------ DATA RECORDS
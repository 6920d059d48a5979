use numex_lexer::{tokenize, Function, LexError, Operator, TokenKind};
use proptest::prelude::*;

#[allow(dead_code)]
fn init_test_logger() {
    let _ = env_logger::builder()
        .is_test(true)
        .filter_level(log::LevelFilter::Trace)
        .try_init();
}

#[test]
fn test_every_builtin_is_tokenized_as_a_function() {
    init_test_logger();
    for function in Function::all() {
        let source = format!("{}(x)", function.name());
        let tokens = tokenize(&source).unwrap();
        assert_eq!(tokens[0].kind, TokenKind::Function(function), "{source}");
        assert_eq!(tokens[1].kind, TokenKind::LParen);
        assert_eq!(tokens[2].kind, TokenKind::Name("x".into()));
        assert_eq!(tokens[3].kind, TokenKind::RParen);
    }
}

#[test]
fn test_special_float_spellings_are_numbers() {
    for text in ["inf", "NaN", "infinity"] {
        let tokens = tokenize(text).unwrap();
        assert_eq!(tokens[0].kind, TokenKind::Number(text.into()));
    }
}

#[test]
fn test_comma_is_an_operator() {
    let tokens = tokenize("max(a,b)").unwrap();
    assert_eq!(tokens[3].kind, TokenKind::Operator(Operator::Comma));
    assert_eq!(tokens[3].position, 5);
}

#[test]
fn test_error_positions_are_exposed() {
    let err = tokenize("abc + a[").unwrap_err();
    assert!(matches!(err, LexError::MissingBracket { .. }));
    assert_eq!(err.position(), 6);
}

proptest! {
    #[test]
    fn prop_finite_floats_lex_as_one_number(value in 0.0f64..1.0e12) {
        let text = format!("{value}");
        let tokens = tokenize(&text).unwrap();
        prop_assert_eq!(tokens.len(), 1);
        prop_assert_eq!(&tokens[0].kind, &TokenKind::Number(text.clone()));
    }

    #[test]
    fn prop_identifiers_lex_as_name_or_function(name in "[a-z][a-z0-9_]{0,8}") {
        let tokens = tokenize(&name).unwrap();
        prop_assert_eq!(tokens.len(), 1);
        let expected_kind = match Function::from_name(&name) {
            Some(function) => TokenKind::Function(function),
            None if name.parse::<f64>().is_ok() => TokenKind::Number(name.clone()),
            None => TokenKind::Name(name.clone()),
        };
        prop_assert_eq!(&tokens[0].kind, &expected_kind);
    }

    #[test]
    fn prop_indexed_names_keep_their_index(name in "[a-z][a-z_]{0,6}", index in 0usize..10_000) {
        prop_assume!(Function::from_name(&name).is_none());
        prop_assume!(name.parse::<f64>().is_err());
        let source = format!("{name}[{index}]");
        let tokens = tokenize(&source).unwrap();
        prop_assert_eq!(
            &tokens[0].kind,
            &TokenKind::SlicedName { name: name.clone(), index }
        );
    }
}
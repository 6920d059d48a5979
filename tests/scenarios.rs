use approx::assert_abs_diff_eq;
use numex::{compile, evaluate, run, Env, Error, EvalError, ParseError, Value};
use pretty_assertions::assert_eq;

fn init_test_logger() {
    let _ = env_logger::builder()
        .is_test(true)
        .filter_level(log::LevelFilter::Debug)
        .try_init();
}

#[test]
fn test_compile_run_and_evaluate_agree() {
    init_test_logger();
    let input = "((((4 * 2) + (3 * 5)) / (8 - 5)) - (7 + 3)) * (2 / (1 + 1))";
    let expr = compile(input).unwrap();
    for _ in 0..2 {
        match run(&expr, None) {
            Ok(Value::Scalar64(x)) => assert_abs_diff_eq!(x, -2.333333, epsilon = 1e-5),
            other => panic!("unexpected {other:?}"),
        }
    }
    assert_eq!(evaluate(input, None), run(&expr, None));
}

#[test]
fn test_pretty_print_of_function_call() {
    let expr = compile("add((1) , (2))").unwrap();
    assert_eq!(expr.pretty(), "add\n  ,\n    1\n    2\n");
}

#[test]
fn test_pretty_print_of_variables() {
    let expr = compile("aa[1] * (bb - dd) / c").unwrap();
    assert_eq!(
        expr.pretty(),
        "/\n  *\n    aa[1]\n    -\n      bb\n      dd\n  c\n"
    );
}

#[test]
fn test_unbalanced_parentheses() {
    let cases = [
        ("(1", 1),
        ("1)", 1),
        ("1* (2", 4),
        ("1 * (2 + 3", 9),
        ("1 * (2 + 3))", 11),
    ];
    for (source, position) in cases {
        assert_eq!(
            compile(source).unwrap_err(),
            Error::Parse(ParseError::UnbalancedParenthesis { position }),
            "{source}"
        );
    }
}

#[test]
fn test_missing_operand_is_an_error_not_a_crash() {
    assert!(matches!(
        evaluate("aa * ", None),
        Err(Error::Parse(ParseError::MissingOperand { symbol: "*", .. }))
    ));
}

#[test]
fn test_environment_errors() {
    let message = "Cannot evaluate expression. Key 'aa' not found in environment";
    assert_eq!(evaluate("aa * 3", None).unwrap_err().to_string(), message);

    let env = Env::new().with("aa", 1.0);
    assert_eq!(
        evaluate("bb * 3", Some(&env)),
        Err(Error::Evaluate(EvalError::KeyNotFound { name: "bb".into() }))
    );

    let env = Env::new().with("aa", 1.0).with("bb", "foo");
    assert_eq!(
        evaluate("bb * aa", Some(&env)).unwrap_err().to_string(),
        "Unsupported data type 'String' for token 'bb'"
    );

    let mut env = Env::new();
    env.set("aa", numex::Binding::Null);
    assert!(matches!(
        evaluate("aa * 3", Some(&env)),
        Err(Error::Evaluate(EvalError::UnsupportedType { type_name: "null", .. }))
    ));
}

#[test]
fn test_broadcasting_laws() {
    let env = Env::new()
        .with("s", 2.0)
        .with("v", vec![1.0, 2.0, 3.0])
        .with("w", vec![10.0, 20.0]);
    assert_eq!(evaluate("s + v", Some(&env)), Ok(Value::Vector64(vec![3.0, 4.0, 5.0])));
    assert_eq!(evaluate("s + v", Some(&env)), evaluate("v + s", Some(&env)));
    assert_eq!(evaluate("s * v", Some(&env)), evaluate("v * s", Some(&env)));
    assert_ne!(evaluate("s - v", Some(&env)), evaluate("v - s", Some(&env)));
    assert_ne!(evaluate("s / v", Some(&env)), evaluate("v / s", Some(&env)));
    assert_eq!(evaluate("v + w", Some(&env)), Ok(Value::Vector64(vec![11.0, 22.0])));
}

#[test]
fn test_indexing() {
    let env = Env::new().with("aa", vec![10.0, 20.0, 30.0]).with("bb", vec![1.0, 5.0, 2.0]);
    assert_eq!(evaluate("aa[1] * 2", Some(&env)), Ok(Value::Scalar64(40.0)));
    assert_eq!(evaluate("2 * bb[1]", Some(&env)), Ok(Value::Scalar64(10.0)));
    assert_eq!(
        evaluate("aa[3]", Some(&env)),
        Err(Error::Evaluate(EvalError::IndexOutOfRange {
            name: "aa".into(),
            index: 3,
            len: 3
        }))
    );
}
//! Special functions not provided as `f64` methods.
//!
//! The error function family and Gamma come from `statrs`; Bessel functions
//! and the binary exponent come from `libm`.

use statrs::function::{erf as statrs_erf, gamma as statrs_gamma};

pub fn erf(x: f64) -> f64 {
    statrs_erf::erf(x)
}

pub fn erfc(x: f64) -> f64 {
    statrs_erf::erfc(x)
}

/// Inverse of [`erf`]. Defined on `[-1, 1]`, NaN elsewhere.
pub fn erfinv(x: f64) -> f64 {
    if x.is_nan() || !(-1.0..=1.0).contains(&x) {
        return f64::NAN;
    }
    statrs_erf::erf_inv(x)
}

/// Inverse of [`erfc`]. Defined on `[0, 2]`, NaN elsewhere.
pub fn erfcinv(x: f64) -> f64 {
    if x.is_nan() || !(0.0..=2.0).contains(&x) {
        return f64::NAN;
    }
    statrs_erf::erfc_inv(x)
}

/// Gamma function. Poles at zero keep the sign of the zero; negative
/// integers and -inf give NaN.
pub fn gamma(x: f64) -> f64 {
    if x == 0.0 {
        return f64::INFINITY.copysign(x);
    }
    if x == f64::NEG_INFINITY || (x < 0.0 && x.fract() == 0.0) {
        return f64::NAN;
    }
    statrs_gamma::gamma(x)
}

pub fn j0(x: f64) -> f64 {
    libm::j0(x)
}

pub fn j1(x: f64) -> f64 {
    libm::j1(x)
}

pub fn y0(x: f64) -> f64 {
    libm::y0(x)
}

pub fn y1(x: f64) -> f64 {
    libm::y1(x)
}

/// Binary exponent of `x`: `logb(8) = 3`, `logb(0.1) = -4`.
pub fn logb(x: f64) -> f64 {
    if x == 0.0 {
        f64::NEG_INFINITY
    } else if x.is_infinite() {
        f64::INFINITY
    } else if x.is_nan() {
        x
    } else {
        f64::from(libm::ilogb(x))
    }
}

/// Rounds half-way cases to the nearest even integer.
pub fn round_to_even(x: f64) -> f64 {
    x.round_ties_even()
}
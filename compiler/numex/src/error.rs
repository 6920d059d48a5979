use std::any::Any;

use numex_eval::EvalError;
use numex_parser::ParseError;
use thiserror::Error;

/// Any failure surfaced by [`compile`](crate::compile), [`run`](crate::run)
/// or [`evaluate`](crate::evaluate).
#[derive(Debug, Clone, PartialEq, Error)]
pub enum Error {
    #[error(transparent)]
    Parse(#[from] ParseError),

    #[error(transparent)]
    Evaluate(#[from] EvalError),

    /// A panic caught at the public boundary
    #[error("internal error: {message}")]
    Internal { message: String },
}

impl Error {
    /// Byte offset in the source for tokenize and parse errors.
    pub fn position(&self) -> Option<usize> {
        match self {
            Error::Parse(err) => err.position(),
            Error::Evaluate(_) | Error::Internal { .. } => None,
        }
    }

    pub(crate) fn from_panic(payload: Box<dyn Any + Send>) -> Self {
        let message = payload
            .downcast_ref::<&str>()
            .map(|s| (*s).to_string())
            .or_else(|| payload.downcast_ref::<String>().cloned())
            .unwrap_or_else(|| "unknown panic".to_string());
        Error::Internal { message }
    }
}
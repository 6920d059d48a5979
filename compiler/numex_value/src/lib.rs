//! Runtime values for the numex evaluator.
//!
//! A [`Value`] is one of four numeric shapes: a 64- or 32-bit float scalar,
//! or a vector of either. Binary arithmetic between shapes follows a small
//! promotion lattice (see [`combine`]); unary math always computes in
//! double precision.

pub mod math;
mod ops;
mod reduce;
mod value;

pub use ops::{combine, Arith};
pub use reduce::Aggregate;
pub use value::{Value, Width};
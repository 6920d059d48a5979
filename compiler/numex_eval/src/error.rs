use thiserror::Error;

/// Errors raised while evaluating a tree.
#[derive(Debug, Clone, PartialEq, Error)]
pub enum EvalError {
    /// Reported the same way whether the environment is absent or just lacks
    /// the key.
    #[error("Cannot evaluate expression. Key '{name}' not found in environment")]
    KeyNotFound { name: String },

    #[error("Unsupported data type '{type_name}' for token '{name}'")]
    UnsupportedType {
        type_name: &'static str,
        name: String,
    },

    #[error("Index {index} out of range for '{name}' of length {len}")]
    IndexOutOfRange {
        name: String,
        index: usize,
        len: usize,
    },

    #[error("invalid operation: {lhs} {op} {rhs}")]
    TypeMismatch {
        lhs: &'static str,
        op: &'static str,
        rhs: &'static str,
    },

    #[error("'{function}' expects {expected} argument(s), got {found}")]
    ArityMismatch {
        function: &'static str,
        expected: usize,
        found: usize,
    },

    /// A `,` list that never reached a function
    #[error("argument list used outside of a function call")]
    UnexpectedArguments,
}
use criterion::{black_box, criterion_group, criterion_main, BatchSize, Criterion};
use numex::compile;
use std::time::Duration;

const EXPRESSION: &str = "((((4 * 2) + (3 * 5)) / (8 - 5)) - (7 + 3)) * (2 / (1 + 1))";

fn bench_compile(c: &mut Criterion) {
    let mut group = c.benchmark_group("compile");
    group.sample_size(50);
    group.warm_up_time(Duration::from_secs(1));

    group.bench_function("nested arithmetic", |b| {
        b.iter(|| black_box(compile(black_box(EXPRESSION))))
    });

    // A long left-leaning chain: a0 + a1 + ... + a999
    let chain = (0..1000)
        .map(|i| format!("a{i}"))
        .collect::<Vec<_>>()
        .join(" + ");
    group.bench_function("1000-term chain", |b| {
        b.iter_batched(
            || chain.clone(),
            |source| black_box(compile(&source)),
            BatchSize::SmallInput,
        )
    });

    group.finish();
}

criterion_group!(benches, bench_compile);
criterion_main!(benches);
------------
**PROBLEM DESCRIPTION**
Go through the records. Copy each line where "Cannot" appears.

**ANSWER FOR THE TASK**
    let message = "Cannot evaluate expression. Key 'aa' not found in environment";
    #[error("Cannot evaluate expression. Key '{name}' not found in environment")]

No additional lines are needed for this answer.